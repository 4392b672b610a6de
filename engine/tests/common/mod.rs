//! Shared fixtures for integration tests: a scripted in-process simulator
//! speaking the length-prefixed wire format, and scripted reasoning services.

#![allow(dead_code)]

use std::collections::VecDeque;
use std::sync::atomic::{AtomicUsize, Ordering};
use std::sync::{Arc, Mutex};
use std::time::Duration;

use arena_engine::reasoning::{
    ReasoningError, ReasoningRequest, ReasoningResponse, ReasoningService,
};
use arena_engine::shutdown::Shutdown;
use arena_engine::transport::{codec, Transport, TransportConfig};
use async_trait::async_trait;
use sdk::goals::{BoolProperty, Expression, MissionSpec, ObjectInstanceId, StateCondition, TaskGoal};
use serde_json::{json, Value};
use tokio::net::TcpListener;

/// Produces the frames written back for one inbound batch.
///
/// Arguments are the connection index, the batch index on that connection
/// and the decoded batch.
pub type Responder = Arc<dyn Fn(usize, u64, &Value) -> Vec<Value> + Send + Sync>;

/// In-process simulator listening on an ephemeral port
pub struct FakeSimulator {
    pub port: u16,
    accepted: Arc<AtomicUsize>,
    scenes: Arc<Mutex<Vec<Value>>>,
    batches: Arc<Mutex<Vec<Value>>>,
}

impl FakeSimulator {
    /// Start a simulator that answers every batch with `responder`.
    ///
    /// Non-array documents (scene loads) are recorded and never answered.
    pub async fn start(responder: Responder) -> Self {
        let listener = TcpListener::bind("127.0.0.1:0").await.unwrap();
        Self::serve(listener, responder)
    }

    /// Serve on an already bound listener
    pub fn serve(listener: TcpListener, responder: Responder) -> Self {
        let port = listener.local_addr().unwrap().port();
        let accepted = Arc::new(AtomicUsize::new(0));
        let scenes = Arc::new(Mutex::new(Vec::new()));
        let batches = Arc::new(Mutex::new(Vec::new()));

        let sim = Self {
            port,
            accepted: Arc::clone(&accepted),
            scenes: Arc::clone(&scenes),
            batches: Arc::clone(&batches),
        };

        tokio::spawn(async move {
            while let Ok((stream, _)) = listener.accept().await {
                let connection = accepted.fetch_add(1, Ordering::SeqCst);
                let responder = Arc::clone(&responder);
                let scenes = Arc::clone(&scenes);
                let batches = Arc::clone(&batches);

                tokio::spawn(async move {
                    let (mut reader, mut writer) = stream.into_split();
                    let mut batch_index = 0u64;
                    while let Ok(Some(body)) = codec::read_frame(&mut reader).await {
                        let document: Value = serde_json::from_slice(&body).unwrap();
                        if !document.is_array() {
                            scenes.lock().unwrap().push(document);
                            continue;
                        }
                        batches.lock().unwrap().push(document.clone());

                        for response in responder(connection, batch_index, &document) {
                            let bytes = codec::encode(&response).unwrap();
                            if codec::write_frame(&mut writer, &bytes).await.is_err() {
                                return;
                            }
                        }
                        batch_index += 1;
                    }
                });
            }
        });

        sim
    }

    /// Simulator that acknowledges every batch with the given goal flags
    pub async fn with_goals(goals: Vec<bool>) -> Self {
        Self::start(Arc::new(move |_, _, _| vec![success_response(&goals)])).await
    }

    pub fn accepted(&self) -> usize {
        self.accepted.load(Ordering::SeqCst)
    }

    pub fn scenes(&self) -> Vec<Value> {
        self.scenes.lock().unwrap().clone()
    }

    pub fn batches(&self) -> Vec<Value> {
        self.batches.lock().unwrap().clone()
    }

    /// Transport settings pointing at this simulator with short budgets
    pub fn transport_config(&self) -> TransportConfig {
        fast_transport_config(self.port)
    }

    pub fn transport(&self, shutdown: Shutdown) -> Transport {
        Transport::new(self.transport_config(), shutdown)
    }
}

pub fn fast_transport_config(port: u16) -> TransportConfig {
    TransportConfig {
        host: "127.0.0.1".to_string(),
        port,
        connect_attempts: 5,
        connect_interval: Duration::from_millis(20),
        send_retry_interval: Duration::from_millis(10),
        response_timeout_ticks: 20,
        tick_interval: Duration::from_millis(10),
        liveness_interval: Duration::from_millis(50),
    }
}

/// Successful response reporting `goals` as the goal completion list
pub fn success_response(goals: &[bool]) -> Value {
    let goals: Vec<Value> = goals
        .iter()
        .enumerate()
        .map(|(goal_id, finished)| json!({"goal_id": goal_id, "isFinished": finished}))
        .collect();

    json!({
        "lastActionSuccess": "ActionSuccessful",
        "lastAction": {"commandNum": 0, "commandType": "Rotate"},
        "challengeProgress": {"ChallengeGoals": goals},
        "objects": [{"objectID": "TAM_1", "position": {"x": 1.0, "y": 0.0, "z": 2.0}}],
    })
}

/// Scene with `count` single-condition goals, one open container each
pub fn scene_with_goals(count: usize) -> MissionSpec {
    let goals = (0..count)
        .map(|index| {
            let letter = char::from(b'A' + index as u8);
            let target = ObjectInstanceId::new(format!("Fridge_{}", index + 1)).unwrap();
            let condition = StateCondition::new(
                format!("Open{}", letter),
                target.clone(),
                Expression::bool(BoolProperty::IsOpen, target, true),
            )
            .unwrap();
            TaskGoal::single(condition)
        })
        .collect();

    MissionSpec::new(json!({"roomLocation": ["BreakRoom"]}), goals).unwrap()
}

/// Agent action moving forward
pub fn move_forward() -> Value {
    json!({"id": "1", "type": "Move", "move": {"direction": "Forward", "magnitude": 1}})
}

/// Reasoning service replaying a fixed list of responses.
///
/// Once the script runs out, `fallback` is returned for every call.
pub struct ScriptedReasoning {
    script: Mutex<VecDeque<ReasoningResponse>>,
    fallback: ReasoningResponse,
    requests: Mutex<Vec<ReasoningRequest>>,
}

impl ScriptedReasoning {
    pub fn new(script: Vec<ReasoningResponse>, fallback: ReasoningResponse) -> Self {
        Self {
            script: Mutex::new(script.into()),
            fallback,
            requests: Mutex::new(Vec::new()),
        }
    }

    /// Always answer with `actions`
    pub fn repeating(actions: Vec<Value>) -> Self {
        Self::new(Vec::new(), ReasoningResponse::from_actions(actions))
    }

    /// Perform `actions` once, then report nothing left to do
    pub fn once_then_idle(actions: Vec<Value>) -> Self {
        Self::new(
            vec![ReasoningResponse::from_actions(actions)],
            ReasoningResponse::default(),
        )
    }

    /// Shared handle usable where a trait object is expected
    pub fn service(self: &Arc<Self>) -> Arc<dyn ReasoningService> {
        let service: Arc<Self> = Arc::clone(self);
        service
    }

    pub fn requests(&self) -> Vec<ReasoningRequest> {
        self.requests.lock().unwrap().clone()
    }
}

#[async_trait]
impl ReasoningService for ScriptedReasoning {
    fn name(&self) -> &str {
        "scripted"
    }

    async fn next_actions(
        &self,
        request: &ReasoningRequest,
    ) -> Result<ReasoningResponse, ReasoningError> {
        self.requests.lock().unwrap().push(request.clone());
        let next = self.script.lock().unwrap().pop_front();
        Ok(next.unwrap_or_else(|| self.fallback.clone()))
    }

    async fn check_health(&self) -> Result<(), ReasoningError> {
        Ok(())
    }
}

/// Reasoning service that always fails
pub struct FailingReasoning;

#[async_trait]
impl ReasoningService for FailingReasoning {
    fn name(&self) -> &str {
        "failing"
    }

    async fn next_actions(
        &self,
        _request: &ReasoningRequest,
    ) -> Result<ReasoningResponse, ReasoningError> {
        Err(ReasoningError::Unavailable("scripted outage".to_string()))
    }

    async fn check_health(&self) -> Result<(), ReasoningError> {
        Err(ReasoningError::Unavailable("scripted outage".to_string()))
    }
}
== == ==
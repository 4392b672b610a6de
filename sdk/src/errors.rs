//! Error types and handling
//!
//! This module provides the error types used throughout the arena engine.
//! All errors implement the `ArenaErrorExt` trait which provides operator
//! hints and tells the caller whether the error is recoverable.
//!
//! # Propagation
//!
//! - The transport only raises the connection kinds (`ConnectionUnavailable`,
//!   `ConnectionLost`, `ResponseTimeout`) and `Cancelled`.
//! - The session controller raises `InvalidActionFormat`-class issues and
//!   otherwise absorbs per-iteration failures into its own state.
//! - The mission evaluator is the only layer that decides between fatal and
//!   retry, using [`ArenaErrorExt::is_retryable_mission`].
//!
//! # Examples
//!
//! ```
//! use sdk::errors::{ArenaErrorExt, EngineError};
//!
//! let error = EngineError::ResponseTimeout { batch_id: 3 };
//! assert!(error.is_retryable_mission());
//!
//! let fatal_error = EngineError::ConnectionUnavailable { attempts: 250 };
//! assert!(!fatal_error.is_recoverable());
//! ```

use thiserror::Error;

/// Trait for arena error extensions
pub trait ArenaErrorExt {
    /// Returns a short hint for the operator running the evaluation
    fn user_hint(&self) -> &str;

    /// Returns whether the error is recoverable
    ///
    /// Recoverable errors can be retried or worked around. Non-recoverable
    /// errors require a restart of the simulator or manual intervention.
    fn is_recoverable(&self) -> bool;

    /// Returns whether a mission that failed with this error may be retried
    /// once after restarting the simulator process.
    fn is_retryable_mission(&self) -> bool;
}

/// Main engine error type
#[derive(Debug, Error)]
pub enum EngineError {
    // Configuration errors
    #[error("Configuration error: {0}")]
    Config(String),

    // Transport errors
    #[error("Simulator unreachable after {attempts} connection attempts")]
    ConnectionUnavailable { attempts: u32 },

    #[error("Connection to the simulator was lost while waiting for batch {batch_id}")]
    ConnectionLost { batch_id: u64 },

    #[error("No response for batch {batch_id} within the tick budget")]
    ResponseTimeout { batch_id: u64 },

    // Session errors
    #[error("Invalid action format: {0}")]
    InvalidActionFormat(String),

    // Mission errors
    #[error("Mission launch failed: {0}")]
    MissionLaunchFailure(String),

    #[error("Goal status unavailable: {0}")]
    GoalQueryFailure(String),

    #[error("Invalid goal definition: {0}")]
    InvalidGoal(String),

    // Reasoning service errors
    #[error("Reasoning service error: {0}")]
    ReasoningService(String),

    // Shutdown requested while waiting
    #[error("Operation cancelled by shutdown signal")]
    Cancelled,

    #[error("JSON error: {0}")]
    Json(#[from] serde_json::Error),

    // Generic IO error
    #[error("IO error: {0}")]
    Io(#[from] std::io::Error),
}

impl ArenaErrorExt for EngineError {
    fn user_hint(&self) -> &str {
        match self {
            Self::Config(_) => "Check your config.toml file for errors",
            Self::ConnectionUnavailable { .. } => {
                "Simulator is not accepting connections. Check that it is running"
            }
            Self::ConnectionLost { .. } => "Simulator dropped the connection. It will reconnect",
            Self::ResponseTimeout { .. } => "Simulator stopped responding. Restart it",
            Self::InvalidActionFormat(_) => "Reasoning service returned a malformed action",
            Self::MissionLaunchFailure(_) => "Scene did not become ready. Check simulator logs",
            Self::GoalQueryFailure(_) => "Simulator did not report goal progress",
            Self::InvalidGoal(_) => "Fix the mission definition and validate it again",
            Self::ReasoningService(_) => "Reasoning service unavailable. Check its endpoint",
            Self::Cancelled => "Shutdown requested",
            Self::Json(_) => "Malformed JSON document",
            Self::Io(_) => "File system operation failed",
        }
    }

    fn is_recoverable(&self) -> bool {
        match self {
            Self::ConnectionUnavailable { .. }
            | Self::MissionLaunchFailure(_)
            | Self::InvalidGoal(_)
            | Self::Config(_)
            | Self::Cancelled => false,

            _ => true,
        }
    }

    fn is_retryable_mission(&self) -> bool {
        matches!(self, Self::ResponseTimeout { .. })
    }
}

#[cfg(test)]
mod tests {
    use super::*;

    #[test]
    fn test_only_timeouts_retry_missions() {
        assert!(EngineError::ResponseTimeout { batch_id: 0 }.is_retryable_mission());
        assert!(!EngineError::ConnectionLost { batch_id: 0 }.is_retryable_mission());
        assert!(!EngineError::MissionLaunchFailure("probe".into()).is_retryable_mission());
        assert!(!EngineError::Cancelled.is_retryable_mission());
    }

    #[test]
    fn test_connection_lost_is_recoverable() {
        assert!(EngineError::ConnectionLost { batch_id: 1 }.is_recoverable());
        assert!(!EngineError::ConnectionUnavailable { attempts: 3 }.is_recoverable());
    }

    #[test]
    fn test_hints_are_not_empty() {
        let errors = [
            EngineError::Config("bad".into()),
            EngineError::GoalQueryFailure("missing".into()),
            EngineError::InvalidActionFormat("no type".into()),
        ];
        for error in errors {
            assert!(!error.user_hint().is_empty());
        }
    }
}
== == ==
■ **Task statement**:
Wherever the word "Returns" appears in the entries above, copy that whole line.

■ **Result**:
    /// Returns a short hint for the operator running the evaluation
    /// Returns whether the error is recoverable
    /// Returns whether a mission that failed with this error may be retried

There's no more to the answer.